Stored data =>
[Start of section]

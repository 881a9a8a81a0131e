//! Text generation backend abstraction.
//!
//! Activities ask a [`TextGenerator`] for short coaching text. The only
//! backend shipped is [`StaticTextGenerator`], which answers from a fixed
//! table so runs stay deterministic without a model behind them.

use crate::error::GenerationError;
use async_trait::async_trait;
use serde::{Deserialize, Serialize};
use std::collections::HashMap;
use std::sync::atomic::{AtomicUsize, Ordering};

/// A request for generated text.
#[derive(Debug, Clone, PartialEq, Eq, Serialize, Deserialize)]
pub struct GenerationRequest {
    /// The rendered prompt.
    pub prompt: String,
    /// System prompt, if any.
    pub system: Option<String>,
    /// Name of the template the prompt was rendered from.
    pub template: Option<String>,
}

impl GenerationRequest {
    /// Creates a new request with just a prompt.
    #[must_use]
    pub fn new(prompt: impl Into<String>) -> Self {
        Self {
            prompt: prompt.into(),
            system: None,
            template: None,
        }
    }

    /// Adds a system prompt.
    #[must_use]
    pub fn with_system(mut self, system: impl Into<String>) -> Self {
        self.system = Some(system.into());
        self
    }

    /// Records the template the prompt came from.
    #[must_use]
    pub fn with_template(mut self, template: impl Into<String>) -> Self {
        self.template = Some(template.into());
        self
    }
}

/// Trait for text generation backends.
#[async_trait]
pub trait TextGenerator: Send + Sync {
    /// Generates text for the given request.
    ///
    /// # Errors
    ///
    /// Returns an error if the backend cannot produce text.
    async fn generate(&self, request: &GenerationRequest) -> Result<String, GenerationError>;

    /// Returns the model name.
    fn model(&self) -> &str;
}

/// Generator that answers from a fixed table keyed by template name.
#[derive(Debug, Default)]
pub struct StaticTextGenerator {
    responses: HashMap<String, String>,
    fallback: String,
    failure: Option<GenerationError>,
    calls: AtomicUsize,
}

impl StaticTextGenerator {
    /// Creates a generator that returns `fallback` for every request.
    #[must_use]
    pub fn new(fallback: impl Into<String>) -> Self {
        Self {
            responses: HashMap::new(),
            fallback: fallback.into(),
            failure: None,
            calls: AtomicUsize::new(0),
        }
    }

    /// Creates a generator preloaded with answers for the standard prompts.
    #[must_use]
    pub fn sample() -> Self {
        Self::new("Keep going, one block at a time.")
            .with_response(
                crate::prompt::DAY_PLAN_TIPS,
                "Start with the hardest task while energy is fresh. \
                 Take a short walk between blocks. Close the day by writing tomorrow's first step.",
            )
            .with_response(
                crate::prompt::DAILY_SUMMARY,
                "You made steady progress today and stayed honest about what got in the way. \
                 Carry one win into tomorrow and keep the first block protected.",
            )
            .with_response(
                crate::prompt::MICRO_GOALS,
                "Small, specific goals keep momentum without adding pressure.",
            )
    }

    /// Creates a generator whose every call fails with `error`.
    #[must_use]
    pub fn failing(error: GenerationError) -> Self {
        Self {
            failure: Some(error),
            ..Self::default()
        }
    }

    /// Sets the answer for a template.
    #[must_use]
    pub fn with_response(mut self, template: impl Into<String>, text: impl Into<String>) -> Self {
        self.responses.insert(template.into(), text.into());
        self
    }

    /// Returns how many times `generate` was called.
    #[must_use]
    pub fn calls(&self) -> usize {
        self.calls.load(Ordering::SeqCst)
    }
}

#[async_trait]
impl TextGenerator for StaticTextGenerator {
    async fn generate(&self, request: &GenerationRequest) -> Result<String, GenerationError> {
        self.calls.fetch_add(1, Ordering::SeqCst);

        if let Some(error) = &self.failure {
            tracing::debug!(template = ?request.template, %error, "static generator failing");
            return Err(error.clone());
        }
        if request.prompt.trim().is_empty() {
            return Err(GenerationError::InvalidRequest {
                reason: "prompt is empty".to_string(),
            });
        }

        let text = request
            .template
            .as_deref()
            .and_then(|name| self.responses.get(name))
            .unwrap_or(&self.fallback);
        Ok(text.clone())
    }

    fn model(&self) -> &str {
        "static"
    }
}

[End of section]

WHAT YOU HAVE TO DO =>
The records must each be output verbatim, with nothing left out.

SOLUTION TO THE PROBLEM =>
repository 881a9a8a81a0131e
//! Text generation backend abstraction.
//!
//! Activities ask a [`TextGenerator`] for short coaching text. The only
//! backend shipped is [`StaticTextGenerator`], which answers from a fixed
//! table so runs stay deterministic without a model behind them.

use crate::error::GenerationError;
use async_trait::async_trait;
use serde::{Deserialize, Serialize};
use std::collections::HashMap;
use std::sync::atomic::{AtomicUsize, Ordering};

/// A request for generated text.
#[derive(Debug, Clone, PartialEq, Eq, Serialize, Deserialize)]
pub struct GenerationRequest {
    /// The rendered prompt.
    pub prompt: String,
    /// System prompt, if any.
    pub system: Option<String>,
    /// Name of the template the prompt was rendered from.
    pub template: Option<String>,
}

impl GenerationRequest {
    /// Creates a new request with just a prompt.
    #[must_use]
    pub fn new(prompt: impl Into<String>) -> Self {
        Self {
            prompt: prompt.into(),
            system: None,
            template: None,
        }
    }

    /// Adds a system prompt.
    #[must_use]
    pub fn with_system(mut self, system: impl Into<String>) -> Self {
        self.system = Some(system.into());
        self
    }

    /// Records the template the prompt came from.
    #[must_use]
    pub fn with_template(mut self, template: impl Into<String>) -> Self {
        self.template = Some(template.into());
        self
    }
}

/// Trait for text generation backends.
#[async_trait]
pub trait TextGenerator: Send + Sync {
    /// Generates text for the given request.
    ///
    /// # Errors
    ///
    /// Returns an error if the backend cannot produce text.
    async fn generate(&self, request: &GenerationRequest) -> Result<String, GenerationError>;

    /// Returns the model name.
    fn model(&self) -> &str;
}

/// Generator that answers from a fixed table keyed by template name.
#[derive(Debug, Default)]
pub struct StaticTextGenerator {
    responses: HashMap<String, String>,
    fallback: String,
    failure: Option<GenerationError>,
    calls: AtomicUsize,
}

impl StaticTextGenerator {
    /// Creates a generator that returns `fallback` for every request.
    #[must_use]
    pub fn new(fallback: impl Into<String>) -> Self {
        Self {
            responses: HashMap::new(),
            fallback: fallback.into(),
            failure: None,
            calls: AtomicUsize::new(0),
        }
    }

    /// Creates a generator preloaded with answers for the standard prompts.
    #[must_use]
    pub fn sample() -> Self {
        Self::new("Keep going, one block at a time.")
            .with_response(
                crate::prompt::DAY_PLAN_TIPS,
                "Start with the hardest task while energy is fresh. \
                 Take a short walk between blocks. Close the day by writing tomorrow's first step.",
            )
            .with_response(
                crate::prompt::DAILY_SUMMARY,
                "You made steady progress today and stayed honest about what got in the way. \
                 Carry one win into tomorrow and keep the first block protected.",
            )
            .with_response(
                crate::prompt::MICRO_GOALS,
                "Small, specific goals keep momentum without adding pressure.",
            )
    }

    /// Creates a generator whose every call fails with `error`.
    #[must_use]
    pub fn failing(error: GenerationError) -> Self {
        Self {
            failure: Some(error),
            ..Self::default()
        }
    }

    /// Sets the answer for a template.
    #[must_use]
    pub fn with_response(mut self, template: impl Into<String>, text: impl Into<String>) -> Self {
        self.responses.insert(template.into(), text.into());
        self
    }

    /// Returns how many times `generate` was called.
    #[must_use]
    pub fn calls(&self) -> usize {
        self.calls.load(Ordering::SeqCst)
    }
}

#[async_trait]
impl TextGenerator for StaticTextGenerator {
    async fn generate(&self, request: &GenerationRequest) -> Result<String, GenerationError> {
        self.calls.fetch_add(1, Ordering::SeqCst);

        if let Some(error) = &self.failure {
            tracing::debug!(template = ?request.template, %error, "static generator failing");
            return Err(error.clone());
        }
        if request.prompt.trim().is_empty() {
            return Err(GenerationError::InvalidRequest {
                reason: "prompt is empty".to_string(),
            });
        }

        let text = request
            .template
            .as_deref()
            .and_then(|name| self.responses.get(name))
            .unwrap_or(&self.fallback);
        Ok(text.clone())
    }

    fn model(&self) -> &str {
        "static"
    }
}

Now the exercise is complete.